» Work to be completed
Return the listing that follows, word for word.

» Input data

- - - - -

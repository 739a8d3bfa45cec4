/******************************************************************************
   Author: Joaquín Béjar García
   Email: jb@taunais.com
   Date: 17/10/26
******************************************************************************/

//! Sequencer configuration.

use super::error::SequencerError;
use serde::{Deserialize, Serialize};

/// Default sequencer name.
pub const DEFAULT_NAME: &str = "sequencer";

/// Settings applied when a [`Sequencer`](super::Sequencer) is built.
///
/// # Examples
///
/// ```
/// use effect_sequencer::SequencerConfig;
///
/// let config = SequencerConfig::from_json(r#"{ "name": "show" }"#).unwrap();
/// assert_eq!(config.name, "show");
/// assert_eq!(SequencerConfig::from_json("{}").unwrap(), SequencerConfig::default());
/// ```
#[derive(Debug, Clone, PartialEq, Eq, Serialize, Deserialize)]
#[serde(default, deny_unknown_fields)]
pub struct SequencerConfig {
    /// Prefix of the worker thread names (`{name}-processor`, `{name}-timer`)
    /// and value of the `name` field on the sequencer's tracing span.
    pub name: String,
}

impl Default for SequencerConfig {
    fn default() -> Self {
        Self {
            name: DEFAULT_NAME.to_string(),
        }
    }
}

impl SequencerConfig {
    /// Creates a configuration with the given name.
    #[must_use]
    pub fn new(name: impl Into<String>) -> Self {
        Self { name: name.into() }
    }

    /// Parses and validates a JSON configuration.
    ///
    /// Missing fields take their default value.
    ///
    /// # Errors
    ///
    /// - [`SequencerError::ConfigParse`] if `json` is malformed or has unknown fields
    /// - [`SequencerError::InvalidConfig`] if a value is unusable
    pub fn from_json(json: &str) -> Result<Self, SequencerError> {
        let config: Self = serde_json::from_str(json)?;
        config.validate()?;
        Ok(config)
    }

    /// Checks that the configuration can be used to build a sequencer.
    ///
    /// # Errors
    ///
    /// Returns [`SequencerError::InvalidConfig`] for an empty name or one
    /// containing a NUL byte (not allowed in thread names).
    pub fn validate(&self) -> Result<(), SequencerError> {
        if self.name.trim().is_empty() {
            return Err(SequencerError::InvalidConfig(
                "name must not be empty".to_string(),
            ));
        }
        if self.name.contains('\0') {
            return Err(SequencerError::InvalidConfig(
                "name must not contain NUL bytes".to_string(),
            ));
        }
        Ok(())
    }
}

- - - - -

» Answer box
repository 739a8d3bfa45cec4
/******************************************************************************
   Author: Joaquín Béjar García
   Email: jb@taunais.com
   Date: 17/10/26
******************************************************************************/

//! Sequencer configuration.

use super::error::SequencerError;
use serde::{Deserialize, Serialize};

/// Default sequencer name.
pub const DEFAULT_NAME: &str = "sequencer";

/// Settings applied when a [`Sequencer`](super::Sequencer) is built.
///
/// # Examples
///
/// ```
/// use effect_sequencer::SequencerConfig;
///
/// let config = SequencerConfig::from_json(r#"{ "name": "show" }"#).unwrap();
/// assert_eq!(config.name, "show");
/// assert_eq!(SequencerConfig::from_json("{}").unwrap(), SequencerConfig::default());
/// ```
#[derive(Debug, Clone, PartialEq, Eq, Serialize, Deserialize)]
#[serde(default, deny_unknown_fields)]
pub struct SequencerConfig {
    /// Prefix of the worker thread names (`{name}-processor`, `{name}-timer`)
    /// and value of the `name` field on the sequencer's tracing span.
    pub name: String,
}

impl Default for SequencerConfig {
    fn default() -> Self {
        Self {
            name: DEFAULT_NAME.to_string(),
        }
    }
}

impl SequencerConfig {
    /// Creates a configuration with the given name.
    #[must_use]
    pub fn new(name: impl Into<String>) -> Self {
        Self { name: name.into() }
    }

    /// Parses and validates a JSON configuration.
    ///
    /// Missing fields take their default value.
    ///
    /// # Errors
    ///
    /// - [`SequencerError::ConfigParse`] if `json` is malformed or has unknown fields
    /// - [`SequencerError::InvalidConfig`] if a value is unusable
    pub fn from_json(json: &str) -> Result<Self, SequencerError> {
        let config: Self = serde_json::from_str(json)?;
        config.validate()?;
        Ok(config)
    }

    /// Checks that the configuration can be used to build a sequencer.
    ///
    /// # Errors
    ///
    /// Returns [`SequencerError::InvalidConfig`] for an empty name or one
    /// containing a NUL byte (not allowed in thread names).
    pub fn validate(&self) -> Result<(), SequencerError> {
        if self.name.trim().is_empty() {
            return Err(SequencerError::InvalidConfig(
                "name must not be empty".to_string(),
            ));
        }
        if self.name.contains('\0') {
            return Err(SequencerError::InvalidConfig(
                "name must not contain NUL bytes".to_string(),
            ));
        }
        Ok(())
    }
}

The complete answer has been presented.